Since I last wrote, my granddaughter has turned one! I baked and decorated her birthday cake, the first cake I’ve done in a few years, but it came out well.
Nothing much has happened with my cancer or treatment since the last post. I’m still waiting on the port to be fitted and treatment is still fortnightly. I’ve been trying to reduce the amount of pain relief I am taking and I have successfully reduced the strength of my Fentanyl patches from 87 micrograms down to 50 micrograms. This has been a gradual process over a number of weeks as the withdrawal symptoms are not nice. My muscles and bones have been aching really badly. I’m sticking at 50 micrograms for now until the aching settles down as it’s getting a bit much.
My children lost their grandma (on their dad’s side) to bowel cancer last week. This has been a bit strange for me as it was around this time last year that I was told there was nothing else they could do for me and I was sent home to die. I feel very lucky that the immunotherapy treatment has given me this extra time with my family and friends.
We have got a new puppy, a female border collie named Luna. She is now 10 weeks old, keeping us on our toes and giving us a reason to go out walking every day. I can’t believe that this time last year I could hardly walk and was using a wheelchair!
My next scan is not due until the end of December, so unless there are any other developments, I’ll probably update everyone then.

Friday, October 4, 2019

Latest Scan

I have celebrated my 41st birthday since I last wrote my blog - another milestone I never thought I’d see. I was certainly able to enjoy it much more than last year. It ended up being a series of celebrations lasting more than a week: two meals out with friends and family, a visit to the Ipswich Escape rooms and a glass blowing course. I also had a surprise visit from my youngest brother, which was very nice.
Yesterday I finally got my scan results, a week later than was originally planned, as for some reason the reports from CT scans are taking ages at the moment. The results showed that there has been no further disease progression. So basically that means the tumours have remained the same size. I felt a bit flat when I was told; I think I was really hoping for more shrinkage like last time. But the consultant assured me that it is good news as it’s what we want the drugs to do (either slow or stop disease progression). He also tried to convince me not to worry in the build up to each three month scan because if there were any disease progression, he is sure I would notice it in myself as I would begin to feel poorly again. He reminded me that the effects of this immunotherapy treatment have been really successful as, in his words, I have “stood up and walked out of the coffin!”
Finally, I have been referred to have a port fitted. This is to replace my PICC line and is an access point embedded under the skin in the chest. The advantage of this is that it will only need to be serviced once a month rather than once a week with the PICC. This will make going away a lot easier as we won’t be restricted as much by dates and having to get back to Ipswich for weekly PICC line care.

Sunday, August 25, 2019

Anniversary

It was a year ago today that I married my best friend and my absolute rock. It was a bit touch and go that I would actually make it to the wedding let alone the fact that I’m still here today celebrating our first anniversary. I’m so grateful for this and every day.

Saturday, July 13, 2019

Back on it

Following a couple of weeks of upset, I was able to have immunotherapy treatment this week. All of those extra medicines seem to have done something to put me back on track. Being back on the steroids has made my appetite return, which is good because the meal replacement drinks are not very nice! I am still a few kilos lighter than I was before so I’m working on putting this weight back on. The only side effect I’m still suffering with at the moment is the occasional sweats.

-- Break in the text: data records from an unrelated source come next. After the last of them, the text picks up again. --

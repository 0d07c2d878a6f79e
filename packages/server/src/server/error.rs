//! API error responses.

use axum::{
    http::StatusCode,
    response::{IntoResponse, Response},
    Json,
};
use portfolio_sync::{SourceError, SyncError};
use serde_json::json;
use thiserror::Error;

/// Error returned by a handler, rendered as `{"success": false, "error": ...}`.
#[derive(Debug, Error)]
pub enum ApiError {
    #[error("{0}")]
    BadRequest(String),

    #[error("{0}")]
    NotConfigured(String),

    #[error(transparent)]
    Sync(#[from] SyncError),
}

impl ApiError {
    pub fn status(&self) -> StatusCode {
        match self {
            Self::BadRequest(_) => StatusCode::BAD_REQUEST,
            Self::NotConfigured(_) => StatusCode::SERVICE_UNAVAILABLE,
            Self::Sync(e) => match e {
                SyncError::Config(_) => StatusCode::SERVICE_UNAVAILABLE,
                SyncError::Source(SourceError::NotFound { .. }) => StatusCode::NOT_FOUND,
                SyncError::Source(SourceError::Timeout { .. }) => StatusCode::GATEWAY_TIMEOUT,
                SyncError::Source(_) | SyncError::Summarizer(_) => StatusCode::BAD_GATEWAY,
                SyncError::Cancelled => StatusCode::SERVICE_UNAVAILABLE,
                _ => StatusCode::INTERNAL_SERVER_ERROR,
            },
        }
    }
}

impl IntoResponse for ApiError {
    fn into_response(self) -> Response {
        let status = self.status();
        if status.is_server_error() {
            tracing::error!(error = %self, "Request failed");
        } else {
            tracing::warn!(error = %self, "Request rejected");
        }
        (
            status,
            Json(json!({ "success": false, "error": self.to_string() })),
        )
            .into_response()
    }
}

Other than that there’s nothing much to report. I’m trying to get out and about when I feel able, going for walks in the countryside. My consultant is happy with me and doesn’t want to see me for four weeks, so can’t be bad. Fingers crossed it continues.

Friday, June 28, 2019

No treatment this week

Since receiving the positive results three weeks ago I’ve been experiencing several, frustrating side effects. I’m finding that I’m getting very stiff, particularly in my legs and my back when I have been sat for any length of time, but also in my fingers and my neck. I keep feeling drowsy and nodding off in front of the TV. I’ve also been having cold sweats and shivers, mainly in the evenings which hasn’t been nice at all.

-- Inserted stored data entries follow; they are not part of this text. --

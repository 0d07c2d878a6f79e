//! Holdings sheet sync endpoint.

use axum::{
    extract::{Extension, Query},
    response::{IntoResponse, Response},
    Json,
};
use portfolio_sync::Deadline;
use serde::Deserialize;
use tracing::info;

use super::ApiResponse;
use crate::server::{app::AppState, error::ApiError};

/// Optional overrides of the configured sheet.
#[derive(Debug, Clone, Default, Deserialize)]
#[serde(rename_all = "camelCase")]
pub struct SheetParams {
    pub spreadsheet_id: Option<String>,
    pub gid: Option<i64>,
    pub range: Option<String>,
}

/// `GET /api/sheets/sync`
pub async fn sheets_get_handler(
    Extension(state): Extension<AppState>,
    Query(params): Query<SheetParams>,
) -> Result<Response, ApiError> {
    run_sheet_sync(&state, params).await
}

/// `POST /api/sheets/sync`
pub async fn sheets_post_handler(
    Extension(state): Extension<AppState>,
    Query(query): Query<SheetParams>,
    body: Option<Json<SheetParams>>,
) -> Result<Response, ApiError> {
    let params = match body {
        Some(Json(body)) => SheetParams {
            spreadsheet_id: body.spreadsheet_id.or(query.spreadsheet_id),
            gid: body.gid.or(query.gid),
            range: body.range.or(query.range),
        },
        None => query,
    };
    run_sheet_sync(&state, params).await
}

async fn run_sheet_sync(state: &AppState, params: SheetParams) -> Result<Response, ApiError> {
    let (Some(sheets), Some(configured)) = (&state.sheets, &state.sheet) else {
        return Err(ApiError::NotConfigured("SPREADSHEET_ID is not configured".into()));
    };

    let mut sheet = configured.clone();
    if let Some(id) = params.spreadsheet_id.filter(|id| !id.trim().is_empty()) {
        sheet.spreadsheet_id = id;
    }
    if let Some(gid) = params.gid {
        sheet.gid = Some(gid);
    }
    if let Some(range) = params.range {
        sheet.range = range;
    }

    info!(spreadsheet_id = %sheet.spreadsheet_id, gid = ?sheet.gid, "Syncing holdings sheet");
    let token = state.shutdown.child_token();
    let report = state
        .syncer
        .sync_sheet(
            sheets.as_ref(),
            &sheet,
            Deadline::after(state.sync_deadline),
            &token,
        )
        .await?;
    Ok(ApiResponse::new(report).into_response())
}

But the biggest problem I’ve had is with eating. My appetite has completely disappeared! I’ve lost at least half a stone in the last two weeks. I literally just never feel hungry and don’t even fancy the snacks and comfort food I would normally manage at any time. All I’ve been able to have is yogurt, strawberries and Complan shakes. I’ve been trying a few mouthfuls of whatever Andy has cooked for dinner, but sometimes just the smell puts me off eating it. I’ve also been vomiting a bit.

My nurse referred me to the dietitian at the hospital who has prescribed me some meals replacement drinks, similar to the ones I had to have post-op last year. This time I have to have three of the drinks a day. Hopefully, if nothing else, it will maintain the nutrients I need and stop me losing weight.

On Wednesday I was due to have treatment, but received a call from one of the nurses to say I wasn’t allowed to because my platelets and haemoglobin were too low. While I had her on the phone, I reported all of the symptoms I’d been having (plus the fact that my temperature has been fluctuating over the last two days), she spoke to my consultant, who asked to see me the following day. He has put me back on the low dose of steroids (he took me off them three weeks ago), prescribed me a course of antibiotics and a course of antifungal tablets. He is going to see me again in two weeks. Hopefully things will have returned to normal in time for my next scheduled treatment on 10th July.

Friday, June 7, 2019

Long Awaited CT Scan Results

After three months of immunotherapy treatment, last week was time for my CT scan. Since Easter I have been feeling better and better. My energy has come back and I’ve been able to do more and more. Andy and I have been going out a lot more and I’ve climbed the stairs of Layer Marney Tower (eight storeys!) and walked around the Suffolk Show (more than 10,000 steps!). My consultant has been very happy with my response to the treatment in terms of how well I have been feeling and the lack of side effects (which he says can be horrendous and even fatal). My tumour markers in my blood tests have gone down and my haemoglobin remains stable.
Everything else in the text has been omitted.